皇帝液は要するに、ドリンク剤のことですよね。茶色い小瓶に入っていて、これをひと口飲みますと、たちまち元気百倍。
皇帝液を深く信頼していたおひとりが、北 杜夫。北 杜夫の随筆『カラコルムふたたび』には、そのように出ています。
「昨年から私はこの栄養剤が癖となり、そのおかげで鬱期をも比較的軽く乗り越えたと信じていた。」
皇帝液を信じる北 杜夫は「遺伝」かも知れません。北 杜夫のお父さんは「鰻信仰」があったらしい。鰻をひと口食べると、元気百倍。北 杜夫のお父さんは、斎藤茂吉。斎藤茂吉もまた、詩人である前に医者でもあったのですが。
でも、どうしてここに皇帝液の話が出てくるのか。二十六年ぶりに、カラコルムに登ることになったので。北 杜夫は1965年、付き添いの医者として、カラコルムに登った。そのことを知ったTV局が、「番組に出て欲しい」。それを言うほうもなんですが、受ける北 杜夫もなかなかの人物でありましょう。

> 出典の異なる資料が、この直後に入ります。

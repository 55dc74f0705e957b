use std::fmt;
use std::sync::atomic::{AtomicU64, Ordering};

/// Stable identity of a file handle.
///
/// Identities are process-unique and never reused, so they can key
/// registrations that must be removed exactly once.
#[derive(Debug, Clone, Copy, PartialEq, Eq, Hash, PartialOrd, Ord)]
pub struct FileId(u64);

impl FileId {
	pub(crate) fn next() -> Self {
		static NEXT: AtomicU64 = AtomicU64::new(1);
		Self(NEXT.fetch_add(1, Ordering::Relaxed))
	}

	pub const fn as_u64(self) -> u64 {
		self.0
	}
}

impl fmt::Display for FileId {
	fn fmt(&self, f: &mut fmt::Formatter<'_>) -> fmt::Result {
		write!(f, "#{}", self.0)
	}
}

/// What happened to a single file or folder.
#[derive(Debug, Clone, PartialEq, Eq)]
pub enum FileEventKind {
	/// Content changed.
	Changed,
	Deleted,
	/// Moved away from `from` (a resource path) to the handle's current path.
	Renamed { from: String },
	/// A child folder was created in this folder.
	FolderCreated { name: String },
	/// A child file was created in this folder.
	DataCreated { name: String },
	AttributeChanged { name: String },
}

impl FileEventKind {
	/// Whether code previously read from the file can no longer be trusted.
	pub fn retires_loader(&self) -> bool {
		matches!(self, Self::Changed | Self::Deleted | Self::Renamed { .. })
	}
}

/// Per-file notification delivered to listeners of one [`crate::FileObject`].
#[derive(Debug, Clone, PartialEq, Eq)]
pub struct FileEvent {
	pub file: FileId,
	/// Resource path of the file at the time the event fired.
	pub path: String,
	pub kind: FileEventKind,
}

/// Structural change of the repository's file system pool.
#[derive(Debug, Clone, PartialEq, Eq)]
pub enum RepositoryEvent {
	FileSystemAdded { name: String },
	FileSystemRemoved { name: String },
	PoolReordered,
}

#[cfg(test)]
mod tests {
	use rstest::rstest;

	use super::*;

	#[rstest]
	#[case::changed(FileEventKind::Changed, true)]
	#[case::deleted(FileEventKind::Deleted, true)]
	#[case::renamed(FileEventKind::Renamed { from: "org/acme/Old.class".into() }, true)]
	#[case::folder_created(FileEventKind::FolderCreated { name: "impl".into() }, false)]
	#[case::data_created(FileEventKind::DataCreated { name: "Widget.class".into() }, false)]
	#[case::attribute_changed(FileEventKind::AttributeChanged { name: "metadata".into() }, false)]
	fn content_events_retire_loaders(#[case] kind: FileEventKind, #[case] retires: bool) {
		assert_eq!(kind.retires_loader(), retires);
	}

	#[test]
	fn file_ids_are_unique() {
		let a = FileId::next();
		let b = FileId::next();
		assert_ne!(a, b);
		assert_eq!(format!("{a}"), format!("#{}", a.as_u64()));
	}
}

この「カラコルムふたたび」のために大量に皇帝液を用意したという話なのですが。『カラコルムふたたび』の中に。
「私は記念のため、未だに当時の高所服などを保存している。」
もちろん1965年にカラコルムを登った時の服なのですね。高所服。具体的には、ダウンを詰めた登山服だったと思われます。たとえば零下二十度の高山でも耐えられるような。もう、そうなるとダウンをいっぱい詰めた服しか考えられないのでしょうね。
皇帝液は元気になれるし、高所服は暖かさを与えてくれます。